Do people bother to research this ? No

It makes better headlines to write that they compared the justice minister to a monkey and that equals racist.
Original post by pocahontas lol
Excuse me? You don't know me from a bag of rice, sweetie. You're not someone I feel even remotely aroused to argue with, due to the ignorant sentiments you have expressed in your former post. Is that okay?

It's gonna have to be.


This just reads to me that you can't think of any argument to counter what I said, or take the time to do so. But that's fine - your choice.

But I am curious what is "ignorant" about my post. The Daily Mail causes so much more racist feeling than Charlie Hebdo has ever done, but it still continues without being banned or campaigned against. In addition, I said that I do not put Charlie Hebdo in the same camp as, say, the Westboro Baptist Church for their cartoons which some would be construed as homophobic. Firstly, because I recognise it as dark humour, and secondly because I appreciate that they are not a homophobic organisation which has ever called for gay people to be criminalised, etc. The intention is not there; it's about satire and dark humour.
(edited 9 years ago)
Original post by Lady Comstock
The Daily Mail... the Westboro Baptist Church


of interest, in the event that a representative of either of these had been gunned down, would you show support for their right to free speech by hashtagging with, say, 'I am Richard Littlejohn' or 'I am Pastor Fred Phelps'? Would reluctance to do so be evidence of a person's being opposed to free speech?
Unfortunately, he was a racist and a xenophobe; people were quick to jump on the jesuischarlie bandwagon without researching his work.

But whatever, hey I'm cool and free speechy and I must stand for something bigger than justin bieber cause my life is not hollow and empty, #jesuischarlie
Original post by cambio wechsel
of interest, in the event that a representative of either of these had been gunned down, would you show support for their right to free speech by hashtagging with, say, 'I am Richard Littlejohn' or 'I am Pastor Fred Phelps'? Would reluctance to do so be evidence of a person's being opposed to free speech?
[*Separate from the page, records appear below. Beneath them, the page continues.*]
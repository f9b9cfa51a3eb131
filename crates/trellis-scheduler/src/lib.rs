//! Matrix expansion, job scheduling and the deploy gate for Trellis.

pub mod gate;
pub mod matrix;
pub mod scheduler;

pub use gate::{DeployGate, GateDecision};
pub use matrix::{JobSpecs, MatrixExpander, select_job};
pub use scheduler::{CancelHandle, Scheduler, SchedulerConfig};
//! Trellis Core
//!
//! Core domain types, traits, and error handling for Trellis.
//! This crate has minimal dependencies and defines the shared vocabulary
//! used across all other crates: the matrix definition, resolved job specs,
//! execution results and the ports the scheduler drives.

pub mod definition;
pub mod error;
pub mod ids;
pub mod interpolation;
pub mod job;
pub mod ports;
pub mod run;

pub use error::{DefinitionError, ProvisionError};
pub use ids::*;
//! Strongly-typed identifiers for domain entities.

use schemars::JsonSchema;
use serde::{Deserialize, Serialize};
use std::fmt;
use uuid::Uuid;

macro_rules! define_id {
    ($name:ident, $prefix:expr) => {
        #[derive(Debug, Clone, Copy, PartialEq, Eq, Hash, Serialize, Deserialize, JsonSchema)]
        #[serde(transparent)]
        pub struct $name(Uuid);

        impl $name {
            pub fn new() -> Self {
                Self(Uuid::now_v7())
            }

            pub fn from_uuid(uuid: Uuid) -> Self {
                Self(uuid)
            }

            pub fn as_uuid(&self) -> &Uuid {
                &self.0
            }
        }

        impl Default for $name {
            fn default() -> Self {
                Self::new()
            }
        }

        impl fmt::Display for $name {
            fn fmt(&self, f: &mut fmt::Formatter<'_>) -> fmt::Result {
                write!(f, "{}_{}", $prefix, self.0)
            }
        }

        impl std::str::FromStr for $name {
            type Err = uuid::Error;

            fn from_str(s: &str) -> std::result::Result<Self, Self::Err> {
                let uuid_str = s.strip_prefix(concat!($prefix, "_")).unwrap_or(s);
                Ok(Self(Uuid::parse_str(uuid_str)?))
            }
        }
    };
}

define_id!(BuildId, "bld");
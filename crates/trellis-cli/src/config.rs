//! CLI configuration management.

use anyhow::Context;
use serde::{Deserialize, Serialize};
use std::path::PathBuf;
use trellis_runner::DEFAULT_INHERITED_ENV;

/// Host configuration for matrix runs.
#[derive(Debug, Clone, PartialEq, Serialize, Deserialize)]
#[serde(default)]
pub struct CliConfig {
    /// Default concurrency limit.
    pub max_parallel: Option<usize>,
    /// Default workspace root.
    pub workspace: Option<PathBuf>,
    /// Root of the runtime toolcache (`<root>/<language>/<version>/bin`).
    pub toolcache: Option<PathBuf>,
    pub shell: String,
    /// Host variables passed through to job commands.
    pub inherit_env: Vec<String>,
    /// Command prefix used to install addon packages.
    pub addon_command: Option<String>,
    pub output_format: OutputFormat,
}

impl Default for CliConfig {
    fn default() -> Self {
        Self {
            max_parallel: None,
            workspace: None,
            toolcache: None,
            shell: "sh".to_string(),
            inherit_env: DEFAULT_INHERITED_ENV.iter().map(|k| k.to_string()).collect(),
            addon_command: None,
            output_format: OutputFormat::default(),
        }
    }
}

#[derive(Debug, Clone, Copy, Default, PartialEq, Eq, Serialize, Deserialize, clap::ValueEnum)]
#[serde(rename_all = "lowercase")]
pub enum OutputFormat {
    #[default]
    Table,
    Json,
    Yaml,
}

impl CliConfig {
    /// Load configuration from file.
    pub fn load() -> anyhow::Result<Self> {
        let path = Self::config_path()?;
        if path.exists() {
            let content = std::fs::read_to_string(&path)
                .with_context(|| format!("Failed to read {}", path.display()))?;
            Ok(serde_yaml::from_str(&content)?)
        } else {
            Ok(Self::default())
        }
    }

    /// Save configuration to file.
    pub fn save(&self) -> anyhow::Result<()> {
        let path = Self::config_path()?;
        if let Some(parent) = path.parent() {
            std::fs::create_dir_all(parent)?;
        }
        let content = serde_yaml::to_string(self)?;
        std::fs::write(&path, content)?;
        Ok(())
    }

    /// Get the configuration file path. `TRELLIS_CONFIG` overrides the
    /// platform location.
    pub fn config_path() -> anyhow::Result<PathBuf> {
        if let Some(path) = std::env::var_os("TRELLIS_CONFIG") {
            return Ok(PathBuf::from(path));
        }
        let dirs = directories::ProjectDirs::from("dev", "trellis", "trellis")
            .context("Could not determine config directory")?;
        Ok(dirs.config_dir().join("config.yaml"))
    }

    /// Set a configuration value.
    pub fn set(&mut self, key: &str, value: &str) -> Result<(), String> {
        match key {
            "max_parallel" => {
                let n: usize = value
                    .parse()
                    .map_err(|_| format!("Invalid max_parallel: {}", value))?;
                if n == 0 {
                    return Err("max_parallel must be at least 1".to_string());
                }
                self.max_parallel = Some(n);
            }
            "workspace" => self.workspace = Some(PathBuf::from(value)),
            "toolcache" => self.toolcache = Some(PathBuf::from(value)),
            "shell" => self.shell = value.to_string(),
            "inherit_env" => {
                self.inherit_env = value
                    .split(',')
                    .map(str::trim)
                    .filter(|k| !k.is_empty())
                    .map(str::to_string)
                    .collect();
            }
            "addon_command" => {
                self.addon_command = (!value.is_empty()).then(|| value.to_string());
            }
            "output_format" => {
                self.output_format = match value {
                    "table" => OutputFormat::Table,
                    "json" => OutputFormat::Json,
                    "yaml" => OutputFormat::Yaml,
                    _ => return Err(format!("Invalid output format: {}", value)),
                };
            }
            _ => return Err(format!("Unknown config key: {}", key)),
        }
        Ok(())
    }
}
Firstly, that's a false analogy as it would be "I am the Westboro Baptist Church" or "I am the Daily Mail".

Secondly, I have yet to use the hashtag for Charlie Hebdo, so I would unlikely use it for what you refer. I am not into that populist nonsense.

But, what I would do is support such organisations, yes. Westboro Baptist Church is a little difficult as I support freedom of speech within the law, and they would not operate within English law. The Daily Mail I usually disagree with, but would support if they persevered despite attempts at censorship through violence.